- _Task item_: Quote every entry word for word.

- _Source data_:
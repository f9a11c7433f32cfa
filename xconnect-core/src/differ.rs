//! Differ - Compare desired state with current state to detect drift
//!
//! Compares the declared state with the state read back from the Provider
//! and decides what, if anything, has to happen to reconcile them.

use std::collections::HashMap;

use crate::resource::{Resource, ResourceId, State, Value};
use crate::schema::{AttributeType, ResourceSchema};

/// Result of a diff operation
#[derive(Debug, Clone, PartialEq)]
pub enum Diff {
    /// Resource does not exist -> needs creation
    Create(Resource),
    /// Resource exists with differences in mutable attributes -> needs update
    Update {
        id: ResourceId,
        from: State,
        to: Resource,
        changed_attributes: Vec<String>,
    },
    /// An immutable attribute changed -> delete and create again
    Replace {
        id: ResourceId,
        from: State,
        to: Resource,
        changed_attributes: Vec<String>,
        force_new_attributes: Vec<String>,
    },
    /// Resource exists with no differences -> no action needed
    NoChange(ResourceId),
}

impl Diff {
    /// Returns whether this Diff involves a change
    pub fn is_change(&self) -> bool {
        !matches!(self, Diff::NoChange(_))
    }
}

/// Compare desired state with current state to compute a Diff
///
/// Attributes absent from the declared state are not compared, so values the
/// remote system assigned (an auto-allocated VLAN, a generated BGP key) do not
/// show up as drift. A computed attribute declared as `0` or `""` counts as
/// absent. Enum values compare case-insensitively, and a block written as a
/// single-element list compares as the block itself.
pub fn diff(desired: &Resource, current: &State, schema: &ResourceSchema) -> Diff {
    if !current.exists {
        return Diff::Create(desired.clone());
    }

    let mut changed = Vec::new();
    find_changed_attributes(
        "",
        &desired.attributes,
        &current.attributes,
        schema,
        &mut changed,
    );
    changed.sort();

    if changed.is_empty() {
        return Diff::NoChange(desired.id.clone());
    }

    let force_new: Vec<String> = changed
        .iter()
        .filter(|path| schema.is_force_new(path))
        .cloned()
        .collect();

    if force_new.is_empty() {
        Diff::Update {
            id: desired.id.clone(),
            from: current.clone(),
            to: desired.clone(),
            changed_attributes: changed,
        }
    } else {
        Diff::Replace {
            id: desired.id.clone(),
            from: current.clone(),
            to: desired.clone(),
            changed_attributes: changed,
            force_new_attributes: force_new,
        }
    }
}

/// Find changed attributes between desired and current state, descending
/// into nested blocks
fn find_changed_attributes(
    prefix: &str,
    desired: &HashMap<String, Value>,
    current: &HashMap<String, Value>,
    schema: &ResourceSchema,
    changed: &mut Vec<String>,
) {
    for (key, desired_value) in desired {
        // Skip internal attributes (starting with _)
        if key.starts_with('_') {
            continue;
        }

        let path = if prefix.is_empty() {
            key.clone()
        } else {
            format!("{}.{}", prefix, key)
        };
        let attribute = schema.lookup(&path);
        let desired_value = single_block(desired_value);

        if attribute.is_some_and(|a| a.computed) && is_unset(desired_value) {
            continue;
        }
        let is_enum = attribute.is_some_and(|a| matches!(a.attr_type, AttributeType::Enum(_)));

        match (desired_value, current.get(key).map(single_block)) {
            (Value::Map(d), Some(Value::Map(c))) => {
                find_changed_attributes(&path, d, c, schema, changed);
            }
            (Value::String(d), Some(Value::String(c)))
                if is_enum && d.eq_ignore_ascii_case(c) => {}
            (d, Some(c)) if d == c => {}
            _ => changed.push(path),
        }
    }
}

/// A block may be written as a list holding exactly one block
fn single_block(value: &Value) -> &Value {
    match value {
        Value::List(items) => match items.as_slice() {
            [block @ Value::Map(_)] => block,
            _ => value,
        },
        _ => value,
    }
}

fn is_unset(value: &Value) -> bool {
    match value {
        Value::Int(n) => *n == 0,
        Value::String(s) => s.is_empty(),
        _ => false,
    }
}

- _Written reply_:
repository f9a11c7433f32cfa
filename xconnect-core/src/differ.rs
//! Differ - Compare desired state with current state to detect drift
//!
//! Compares the declared state with the state read back from the Provider
//! and decides what, if anything, has to happen to reconcile them.

use std::collections::HashMap;

use crate::resource::{Resource, ResourceId, State, Value};
use crate::schema::{AttributeType, ResourceSchema};

/// Result of a diff operation
#[derive(Debug, Clone, PartialEq)]
pub enum Diff {
    /// Resource does not exist -> needs creation
    Create(Resource),
    /// Resource exists with differences in mutable attributes -> needs update
    Update {
        id: ResourceId,
        from: State,
        to: Resource,
        changed_attributes: Vec<String>,
    },
    /// An immutable attribute changed -> delete and create again
    Replace {
        id: ResourceId,
        from: State,
        to: Resource,
        changed_attributes: Vec<String>,
        force_new_attributes: Vec<String>,
    },
    /// Resource exists with no differences -> no action needed
    NoChange(ResourceId),
}

impl Diff {
    /// Returns whether this Diff involves a change
    pub fn is_change(&self) -> bool {
        !matches!(self, Diff::NoChange(_))
    }
}

/// Compare desired state with current state to compute a Diff
///
/// Attributes absent from the declared state are not compared, so values the
/// remote system assigned (an auto-allocated VLAN, a generated BGP key) do not
/// show up as drift. A computed attribute declared as `0` or `""` counts as
/// absent. Enum values compare case-insensitively, and a block written as a
/// single-element list compares as the block itself.
pub fn diff(desired: &Resource, current: &State, schema: &ResourceSchema) -> Diff {
    if !current.exists {
        return Diff::Create(desired.clone());
    }

    let mut changed = Vec::new();
    find_changed_attributes(
        "",
        &desired.attributes,
        &current.attributes,
        schema,
        &mut changed,
    );
    changed.sort();

    if changed.is_empty() {
        return Diff::NoChange(desired.id.clone());
    }

    let force_new: Vec<String> = changed
        .iter()
        .filter(|path| schema.is_force_new(path))
        .cloned()
        .collect();

    if force_new.is_empty() {
        Diff::Update {
            id: desired.id.clone(),
            from: current.clone(),
            to: desired.clone(),
            changed_attributes: changed,
        }
    } else {
        Diff::Replace {
            id: desired.id.clone(),
            from: current.clone(),
            to: desired.clone(),
            changed_attributes: changed,
            force_new_attributes: force_new,
        }
    }
}

/// Find changed attributes between desired and current state, descending
/// into nested blocks
fn find_changed_attributes(
    prefix: &str,
    desired: &HashMap<String, Value>,
    current: &HashMap<String, Value>,
    schema: &ResourceSchema,
    changed: &mut Vec<String>,
) {
    for (key, desired_value) in desired {
        // Skip internal attributes (starting with _)
        if key.starts_with('_') {
            continue;
        }

        let path = if prefix.is_empty() {
            key.clone()
        } else {
            format!("{}.{}", prefix, key)
        };
        let attribute = schema.lookup(&path);
        let desired_value = single_block(desired_value);

        if attribute.is_some_and(|a| a.computed) && is_unset(desired_value) {
            continue;
        }
        let is_enum = attribute.is_some_and(|a| matches!(a.attr_type, AttributeType::Enum(_)));

        match (desired_value, current.get(key).map(single_block)) {
            (Value::Map(d), Some(Value::Map(c))) => {
                find_changed_attributes(&path, d, c, schema, changed);
            }
            (Value::String(d), Some(Value::String(c)))
                if is_enum && d.eq_ignore_ascii_case(c) => {}
            (d, Some(c)) if d == c => {}
            _ => changed.push(path),
        }
    }
}

/// A block may be written as a list holding exactly one block
fn single_block(value: &Value) -> &Value {
    match value {
        Value::List(items) => match items.as_slice() {
            [block @ Value::Map(_)] => block,
            _ => value,
        },
        _ => value,
    }
}

fn is_unset(value: &Value) -> bool {
    match value {
        Value::Int(n) => *n == 0,
        Value::String(s) => s.is_empty(),
        _ => false,
    }
}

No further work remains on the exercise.